Ein echtes Vorbild ist hier Apollos! Wir lesen in Apostelgeschichte: „Ein gewisser Jude aber, mit Namen Apollos, aus Alexandrien gebürtig, ein beredter Mann, der mächtig war in den Schriften, kam nach Ephesus. Dieser war in dem Weg des Herrn unterwiesen und brennend im Geist, redete und lehrte er sorgfältig die Dinge von Jesus, obwohl er nur die Taufe des Johannes kannte ... Als aber Priszilla und Aquila ihn hörten, nahmen sie ihn zu sich und legten ihm den Weg Gottes genauer aus. Als er aber nach Achaja reisen wollte ...“ (Kapitel 18, Vers 24 bis 27).
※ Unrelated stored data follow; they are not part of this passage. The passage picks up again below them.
//! A planned motion block: one constant-acceleration linear segment
//! between two waypoints, plus its derived trapezoid rate parameters.

use crate::math::{ceilf, floorf, fmaxf, fminf, sqrtf};
use crate::{ACCELERATION_TICKS_PER_SECOND, N_AXIS};

/// A planned constant-acceleration segment.
///
/// Speed fields are stored squared (mm/min)² so the planner's hot path
/// never takes a square root; rate fields are steps/min and are derived
/// from the squared speeds when the trapezoid is (re)computed.
#[derive(Debug, Clone, Copy, Default, PartialEq)]
#[cfg_attr(feature = "serde-support", derive(serde::Serialize, serde::Deserialize))]
pub struct Block {
    /// Step count magnitude per axis.
    pub steps: [u32; N_AXIS],
    /// Per-axis direction signs; bit set means the axis moves negative.
    pub direction_bits: u8,
    /// Number of Bresenham major-axis ticks: `max(steps)`.
    pub step_event_count: u32,
    /// Euclidean length of the move in mm, used only by replanning math.
    pub millimeters: f32,
    /// Squared requested speed, (mm/min)².
    pub nominal_speed_sq: f32,
    /// Squared speed at block start; owned by the planner.
    pub entry_speed_sq: f32,
    /// Squared junction limit with the preceding block; owned by the planner.
    pub max_entry_speed_sq: f32,
    /// Acceleration along the move, mm/min², clipped to the per-axis limits
    /// projected onto the unit vector.
    pub acceleration: f32,
    /// Cruise-phase step rate, steps/min.
    pub nominal_rate: u32,
    /// Step rate at block entry, steps/min.
    pub initial_rate: u32,
    /// Step rate at block exit, steps/min.
    pub final_rate: u32,
    /// Step-rate increment applied per acceleration tick.
    pub rate_delta: u32,
    /// Step-event count where the acceleration phase ends.
    pub accelerate_until: u32,
    /// Step-event count where the deceleration phase begins.
    pub decelerate_after: u32,
    /// The block can reach nominal speed from a standstill within its own
    /// length, so its entry speed never limits its predecessors.
    pub nominal_length: bool,
    /// The trapezoid must be recomputed before execution reaches it.
    pub recalculate: bool,
}

impl Block {
    /// Steps per millimeter along the major-axis metric of this block.
    fn rate_factor(&self) -> f32 {
        self.step_event_count as f32 / self.millimeters
    }

    /// Squared speed reachable at block entry when the block must slow to
    /// `exit_speed_sq` by its end.
    pub fn max_allowable_entry_speed_sq(&self, exit_speed_sq: f32) -> f32 {
        exit_speed_sq + 2.0 * self.acceleration * self.millimeters
    }

    /// Derive the trapezoid rate parameters from the current entry speed
    /// and the given exit speed.
    ///
    /// All distances are in step events. If the cruise region collapses the
    /// profile degenerates to a triangle with `decelerate_after ==
    /// accelerate_until`.
    pub fn calculate_trapezoid(&mut self, exit_speed_sq: f32) {
        let rate_factor = self.rate_factor();
        self.initial_rate = ceilf(sqrtf(self.entry_speed_sq) * rate_factor) as u32;
        self.final_rate = ceilf(sqrtf(exit_speed_sq) * rate_factor) as u32;
        self.nominal_rate = ceilf(sqrtf(self.nominal_speed_sq) * rate_factor) as u32;

        // Acceleration in steps/min², then per-tick rate increment.
        let acceleration_rate = self.acceleration * rate_factor;
        self.rate_delta =
            ceilf(acceleration_rate / (60.0 * ACCELERATION_TICKS_PER_SECOND as f32)) as u32;

        let initial = self.initial_rate as f32;
        let final_ = self.final_rate as f32;
        let nominal = self.nominal_rate as f32;
        let steps = self.step_event_count as f32;

        let mut accelerate_steps = ceilf(estimate_acceleration_distance(
            initial,
            nominal,
            acceleration_rate,
        ));
        let decelerate_steps = floorf(estimate_acceleration_distance(
            nominal,
            final_,
            -acceleration_rate,
        ));
        let mut plateau_steps = steps - accelerate_steps - decelerate_steps;

        // Not enough room to reach nominal speed: pure triangle.
        if plateau_steps < 0.0 {
            accelerate_steps = ceilf(intersection_distance(
                initial,
                final_,
                acceleration_rate,
                steps,
            ));
            accelerate_steps = fminf(fmaxf(accelerate_steps, 0.0), steps);
            plateau_steps = 0.0;
        }

        self.accelerate_until = accelerate_steps as u32;
        self.decelerate_after = (accelerate_steps + plateau_steps) as u32;
    }
}

/// Distance (in step events) needed to change from `initial_rate` to
/// `target_rate` under `acceleration` (steps/min²).
fn estimate_acceleration_distance(initial_rate: f32, target_rate: f32, acceleration: f32) -> f32 {
    (target_rate * target_rate - initial_rate * initial_rate) / (2.0 * acceleration)
}

/// Step event at which an acceleration ramp from `initial_rate` meets the
/// deceleration ramp into `final_rate` over `distance` step events.
fn intersection_distance(initial_rate: f32, final_rate: f32, acceleration: f32, distance: f32) -> f32 {
    (2.0 * acceleration * distance - initial_rate * initial_rate + final_rate * final_rate)
        / (4.0 * acceleration)
}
Begabt - und doch kritikfähig!

Dieser Mann war begabt. Er arbeitete sorgfältig. Er war beredt. Er war fähig. Er war belehrt. Er war engagiert. Aber er kannte nicht die ganze Wahrheit. Und da gab es dieses Ehepaar - Priszilla und Aquila - die ihm in dieser Weise überlegen waren. Das ist ja schon immer schlecht, einmal anzuerkennen, dass es einige Punkte in meinem Leben gibt, wo mir jemand überlegen ist!

Und sie korrigierten ihn - nicht in der Öffentlichkeit, wie wir das vielleicht gerne schon einmal machen, sondern in der Stille ihrer Wohnung. Und - das Wunder: Dieser begabte Diener nahm ihre Worte offensichtlich an. Er sagte nicht: Ihr habe gar kein Recht, mir dieses oder jenes zu sagen. Ihr seid gar nicht so fähig wie ich. Lernt erst einmal und wachst in der Verantwortung. Nein - er hörte zu, nahm das Wort an, und fuhr fort im Dienst. Er war nicht eingeschnappt, sondern einfach dem Herrn dankbar - so dürfen wir wohl annehmen - dass dieser ihm dieses Ehepaar auf den Weg geschickt hat.
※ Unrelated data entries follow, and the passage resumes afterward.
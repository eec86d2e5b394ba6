//! Hardware abstraction for the stepper executor.
//!
//! The traits are shaped so a real implementation can map them onto
//! single-register writes: one combined step/direction output port and one
//! timer block with a reload register plus a one-shot compare channel.

/// Combined step/direction output port.
pub trait StepPort {
    /// Drive the full step/direction bit pattern. Inversion has already
    /// been applied by the executor; implementations write the bits as-is.
    fn write(&mut self, bits: u8);

    /// Stepper driver enable line.
    fn set_enable(&mut self, enabled: bool);
}

/// The step timer pair: a periodic primary and a one-shot pulse channel.
pub trait StepTimer {
    /// Program the primary reload value, in timer cycles between step
    /// interrupts. Takes effect from the next reload.
    fn set_period(&mut self, cycles: u32);

    /// Arm the one-shot pulse channel to fire after `cycles`.
    fn arm_pulse_reset(&mut self, cycles: u32);

    /// Start the primary timer.
    fn start(&mut self);

    /// Disarm the primary timer. A pending pulse reset still fires.
    fn stop(&mut self);
}
//! The machine aggregate and its runtime coordinator.
//!
//! Foreground code (the protocol layer) calls into [`Machine`]; hardware
//! interrupts are modeled as virtual-time events dispatched from
//! [`Machine::dispatch_next`]. Real-time commands arrive asynchronously as
//! bits in the shared [`ExecFlags`] set and are consumed here, in
//! [`Machine::service_pending`], never in interrupt context.

use std::sync::Arc;
use std::time::Duration;

use motion::{
    Appended, BlockBuffer, ExecFlags, FeedRate, MachineState, PlanError, Planner, PlannerConfig,
    SystemState, N_AXIS,
};
use stepper::{StepPort, Stepper, StepperConfig};
use thiserror::Error;
use tracing::{debug, info, warn};

use crate::devices::{SimStepPort, SimStepTimer};

#[derive(Debug, Error, PartialEq, Eq)]
pub enum MachineError {
    /// Motion is locked out until the alarm is explicitly cleared.
    #[error("alarm lock")]
    AlarmLock,
    #[error("invalid feed rate")]
    InvalidFeedRate,
    /// The operation needs an idle machine.
    #[error("machine is busy")]
    NotIdle,
    /// The virtual clock exceeded its event budget; something never
    /// settled.
    #[error("virtual clock ran away after {0} events")]
    Runaway(u64),
}

/// The whole machine: planner, stepper, shared state, and the simulated
/// hardware it executes against.
pub struct Machine {
    pub planner_cfg: PlannerConfig,
    pub stepper_cfg: StepperConfig,
    pub sys: SystemState,
    flags: Arc<ExecFlags>,
    pub buffer: BlockBuffer,
    pub planner: Planner,
    pub stepper: Stepper,
    pub port: SimStepPort,
    pub timer: SimStepTimer,
    clock: u64,
    next_step_at: u64,
    pulse_at: Option<u64>,
    hold_complete: bool,
    alarm_reason: Option<&'static str>,
    reset_count: u32,
}

impl Machine {
    pub fn new(planner_cfg: PlannerConfig, stepper_cfg: StepperConfig) -> Self {
        let port = SimStepPort::new(stepper_cfg.invert_mask);
        let stepper = Stepper::new(&stepper_cfg);
        Self {
            planner_cfg,
            stepper_cfg,
            sys: SystemState::new(),
            flags: Arc::new(ExecFlags::new()),
            buffer: BlockBuffer::new(),
            planner: Planner::new(),
            stepper,
            port,
            timer: SimStepTimer::default(),
            clock: 0,
            next_step_at: 0,
            pulse_at: None,
            hold_complete: false,
            alarm_reason: None,
            reset_count: 0,
        }
    }

    /// Finish boot: idle, or alarm-locked when homing is enforced.
    pub fn boot(&mut self, homing_lock: bool) {
        if self.sys.state != MachineState::Init {
            return;
        }
        self.sys.state = if homing_lock {
            MachineState::Alarm
        } else {
            MachineState::Idle
        };
        info!(state = ?self.sys.state, "machine booted");
    }

    /// Shared handle for the real-time serial path.
    pub fn flags(&self) -> Arc<ExecFlags> {
        Arc::clone(&self.flags)
    }

    pub fn state(&self) -> MachineState {
        self.sys.state
    }

    pub fn position_steps(&self) -> [i32; N_AXIS] {
        self.sys.position
    }

    pub fn is_hold_complete(&self) -> bool {
        self.hold_complete
    }

    /// Alarm text to report, if one is pending. Clears on read.
    pub fn take_alarm_message(&mut self) -> Option<&'static str> {
        self.alarm_reason.take()
    }

    /// Monotonic count of machine resets, so the protocol layer can
    /// re-announce itself after an abort.
    pub fn reset_count(&self) -> u32 {
        self.reset_count
    }

    /// Push new settings-derived tuning into the running machine.
    pub fn apply_settings(
        &mut self,
        planner_cfg: PlannerConfig,
        stepper_cfg: StepperConfig,
        auto_start: bool,
    ) {
        self.port.set_invert_mask(stepper_cfg.invert_mask);
        self.planner_cfg = planner_cfg;
        self.stepper_cfg = stepper_cfg;
        self.sys.auto_start = auto_start;
    }

    /// Queue a straight move. Parks cooperatively while the block buffer
    /// is full, servicing pending runtime commands and draining the
    /// stepper in virtual time until a slot frees.
    pub fn plan_line(
        &mut self,
        target_mm: [f32; N_AXIS],
        feed: FeedRate,
    ) -> Result<(), MachineError> {
        if self.sys.state == MachineState::Alarm {
            return Err(MachineError::AlarmLock);
        }
        loop {
            match self
                .planner
                .append_line(&mut self.buffer, &self.planner_cfg, target_mm, feed)
            {
                Ok(Appended::Planned) => {
                    self.on_block_committed();
                    return Ok(());
                }
                Ok(Appended::Dropped) => return Ok(()),
                Err(PlanError::BufferFull) => {
                    self.service_pending();
                    if self.sys.state == MachineState::Alarm {
                        return Err(MachineError::AlarmLock);
                    }
                    if !self.dispatch_some(512) {
                        // Nothing drains by itself; wait for an external
                        // runtime command (e.g. cycle start).
                        std::thread::sleep(Duration::from_micros(200));
                    }
                }
                Err(PlanError::InvalidFeedRate) => return Err(MachineError::InvalidFeedRate),
            }
        }
    }

    fn on_block_committed(&mut self) {
        if self.sys.state == MachineState::Idle {
            self.sys.state = MachineState::Queued;
            if self.sys.auto_start {
                self.start_cycle();
            }
        }
    }

    /// Consume pending runtime commands and apply the state machine.
    /// `STATUS_REPORT` is deliberately left set for the protocol layer.
    pub fn service_pending(&mut self) {
        if self.flags.take(ExecFlags::ABORT) {
            self.abort();
        }
        if self.flags.take(ExecFlags::RESET_ALARM) {
            self.unlock_alarm();
        }
        if self.flags.take(ExecFlags::FEED_HOLD) && self.sys.state == MachineState::Cycle {
            info!("feed hold");
            self.sys.state = MachineState::Hold;
            self.hold_complete = false;
        }
        if self.flags.take(ExecFlags::FEED_HOLD_COMPLETE) {
            debug!("feed hold complete");
            self.hold_complete = true;
        }
        if self.flags.take(ExecFlags::CYCLE_STOP) {
            match self.sys.state {
                MachineState::Cycle | MachineState::Queued | MachineState::Homing => {
                    if self.buffer.is_empty() && !self.stepper.is_running() {
                        debug!("cycle complete");
                        self.sys.state = MachineState::Idle;
                        // Idle lock: drop the enable line once the queue
                        // drains, unless configured to hold forever.
                        if self.stepper_cfg.idle_lock_time_ms != 255 {
                            self.port.set_enable(self.stepper_cfg.invert_step_enable);
                        }
                    }
                }
                MachineState::Hold => {
                    // Ran out of blocks while decelerating: the machine is
                    // at rest either way.
                    self.hold_complete = true;
                }
                _ => {}
            }
        }
        if self.flags.take(ExecFlags::CYCLE_START) {
            self.cycle_start();
        }
    }

    fn cycle_start(&mut self) {
        if self.sys.state == MachineState::Hold {
            if !self.hold_complete {
                // Still decelerating; the start is ignored, not queued.
                return;
            }
            self.resume_from_hold();
        }
        if self.sys.state == MachineState::Queued {
            self.start_cycle();
        }
    }

    fn start_cycle(&mut self) {
        if self.sys.state != MachineState::Queued || self.buffer.is_empty() {
            return;
        }
        debug!("cycle start");
        self.sys.state = MachineState::Cycle;
        self.wake_stepper();
    }

    fn resume_from_hold(&mut self) {
        if self.stepper.has_block() {
            let remaining = self
                .buffer
                .current()
                .map(|block| block.step_event_count - self.stepper.step_events_completed())
                .unwrap_or(0);
            self.planner.cycle_reinitialize(&mut self.buffer, remaining);
            self.stepper.restart_block();
        } else if let Some(block) = self.buffer.current() {
            // Held across a block boundary: restart the queue from rest.
            let full_count = block.step_event_count;
            self.planner.cycle_reinitialize(&mut self.buffer, full_count);
        }
        self.hold_complete = false;
        self.sys.state = if self.buffer.is_empty() && !self.stepper.has_block() {
            MachineState::Idle
        } else {
            MachineState::Queued
        };
    }

    fn wake_stepper(&mut self) {
        let was_running = self.timer.running;
        self.stepper
            .wake_up(&self.stepper_cfg, &mut self.port, &mut self.timer);
        if self.timer.running && !was_running {
            self.next_step_at = self.clock + self.timer.period as u64;
        }
    }

    /// Latched fault from the limit inputs: disarm the stepper within the
    /// current pulse period and lock the machine out.
    pub fn trigger_hard_limit(&mut self) {
        warn!("hard limit triggered");
        self.stepper.go_idle(&mut self.timer);
        self.sys.state = MachineState::Alarm;
        self.alarm_reason = Some("Hard limit");
        self.flags.set(ExecFlags::ABORT);
    }

    fn abort(&mut self) {
        let was_alarm = self.sys.state == MachineState::Alarm;
        let was_moving = self.stepper.is_running()
            || matches!(
                self.sys.state,
                MachineState::Cycle | MachineState::Hold | MachineState::Homing
            );
        warn!(was_moving, "abort: tearing down planner and stepper");

        self.stepper.go_idle(&mut self.timer);
        self.stepper.reset(&self.stepper_cfg);
        self.pulse_at = None;
        self.buffer.clear();
        self.planner.reset(self.sys.position);
        self.hold_complete = false;
        self.flags.clear_all();
        self.reset_count += 1;

        if was_moving && !was_alarm {
            // Steps were likely lost; the position is no longer trusted.
            self.alarm_reason = Some("Abort during cycle");
        }
        self.sys.state = if was_alarm || was_moving {
            MachineState::Alarm
        } else {
            MachineState::Idle
        };
    }

    fn unlock_alarm(&mut self) {
        if self.sys.state == MachineState::Alarm {
            info!("alarm cleared");
            self.sys.state = MachineState::Idle;
            self.alarm_reason = None;
        }
    }

    /// Dispatch the next due interrupt in virtual time. Returns false when
    /// nothing is armed.
    pub fn dispatch_next(&mut self) -> bool {
        let step_due = if self.timer.running {
            Some(self.next_step_at)
        } else {
            None
        };
        // The pulse channel runs at higher priority and wins ties.
        let fire_step = match (step_due, self.pulse_at) {
            (None, None) => return false,
            (Some(_), None) => true,
            (None, Some(_)) => false,
            (Some(step_at), Some(pulse_at)) => step_at < pulse_at,
        };

        if fire_step {
            let step_at = self.next_step_at;
            self.clock = step_at;
            self.port.set_clock(step_at);
            self.stepper.step_interrupt(
                &mut self.buffer,
                &mut self.sys,
                &self.flags,
                &self.stepper_cfg,
                &mut self.port,
                &mut self.timer,
            );
            if let Some(delay) = self.timer.pulse_armed.take() {
                self.pulse_at = Some(self.clock + delay as u64);
            }
            if self.timer.running {
                self.next_step_at = self.clock + self.timer.period as u64;
            }
        } else {
            let pulse_at = self.pulse_at.take().unwrap_or(self.clock);
            self.clock = pulse_at;
            self.port.set_clock(pulse_at);
            self.stepper
                .pulse_reset_interrupt(&self.stepper_cfg, &mut self.port, &mut self.timer);
            if let Some(delay) = self.timer.pulse_armed.take() {
                self.pulse_at = Some(self.clock + delay as u64);
            }
        }
        true
    }

    /// Dispatch up to `max_events` interrupts; true if any fired.
    pub fn dispatch_some(&mut self, max_events: u64) -> bool {
        let mut fired = false;
        for _ in 0..max_events {
            if !self.dispatch_next() {
                break;
            }
            fired = true;
        }
        fired
    }

    /// Run virtual time forward until no interrupt source is armed,
    /// servicing runtime commands along the way.
    pub fn run_until_idle(&mut self, max_events: u64) -> Result<u64, MachineError> {
        let mut events = 0u64;
        loop {
            self.service_pending();
            if !self.dispatch_next() {
                self.service_pending();
                return Ok(events);
            }
            events += 1;
            if events > max_events {
                return Err(MachineError::Runaway(events));
            }
        }
    }

    /// Block the foreground until the queue drains and the stepper idles.
    /// Used before modal changes that depend on the final position.
    pub fn synchronize(&mut self) -> Result<(), MachineError> {
        loop {
            self.service_pending();
            if self.sys.state == MachineState::Alarm {
                return Err(MachineError::AlarmLock);
            }
            if self.buffer.is_empty() && !self.stepper.is_running() && self.pulse_at.is_none() {
                return Ok(());
            }
            if !self.dispatch_some(4096) {
                std::thread::sleep(Duration::from_micros(200));
            }
        }
    }

    /// Simplified homing cycle: the limit switches define machine zero;
    /// pull off by `pulloff_mm` and re-zero there. A set bit in `dir_mask`
    /// homes that axis toward positive travel, so its pull-off runs
    /// negative.
    pub fn run_homing(
        &mut self,
        pulloff_mm: f32,
        seek_rate: f32,
        dir_mask: u8,
    ) -> Result<(), MachineError> {
        if !matches!(self.sys.state, MachineState::Idle | MachineState::Alarm) {
            return Err(MachineError::NotIdle);
        }
        info!("homing cycle started");
        self.buffer.clear();
        self.stepper.reset(&self.stepper_cfg);
        self.timer.running = false;
        self.pulse_at = None;
        self.alarm_reason = None;
        self.sys.state = MachineState::Homing;
        self.sys.position = [0; N_AXIS];
        self.planner.reset([0; N_AXIS]);

        let mut target = [0.0f32; N_AXIS];
        for (i, target_mm) in target.iter_mut().enumerate() {
            *target_mm = if dir_mask & (1 << i) != 0 {
                -pulloff_mm
            } else {
                pulloff_mm
            };
        }
        self.planner
            .append_line(
                &mut self.buffer,
                &self.planner_cfg,
                target,
                FeedRate::UnitsPerMinute(seek_rate),
            )
            .map_err(|_| MachineError::InvalidFeedRate)?;
        self.wake_stepper();
        self.run_until_idle(50_000_000)?;

        self.sys.position = [0; N_AXIS];
        self.planner.reset([0; N_AXIS]);
        self.sys.state = MachineState::Idle;
        info!("homing complete");
        Ok(())
    }
}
So auch Petrus später (nach Galater 2), als ihm Paulus widerstand. Das war alles andere als einfach für Petrus, dieses Mal zu Recht in der Öffentlichkeit zurechtgewiesen zu werden. Er, der Apostel, vor den Geschwistern. Aber seine Liebe zum Apostel blieb dieselbe, wie wir später in 2. Petrus 3 lernen.

Herrschend - und unfähig, Korrekturen anzunehmen

Nicht so bei Diotrephes im 3. Johannesbrief. Ob es solche Menschen auch heute noch in den örtlichen Zusammenkommen gibt? Die die Chefs sein wollen (und sich selbst dafür halten)? Ohne deren Zustimmung nichts passieren darf? Die alles regeln wollen - auch den Ablauf der Zusammenkommen? Die das Recht auf den Dienst in der Stunde nach 1. Korinther 14 meinen zu haben, das allein dem Herrn zusteht? Diotrephes war nicht einmal bereit, das Wort des Apostels Johannes anzunehmen, wie wir lesen. Dann kann es manchmal nur noch Gericht geben. Auch in der Zeit der Gnade schaut der Herr Jesus nicht unbegrenzt zu. Das lernen wir aus 1. Korinther 11 und Offenbarung 1 bis 3.

Wohl uns, wenn wir das korrigierende Wort, durch wen der Herr uns auch immer korrigieren lässt, annehmen. Zu unserem eigenen Segen. Zum Wohl der Geschwister. Zur Ehre des Herrn.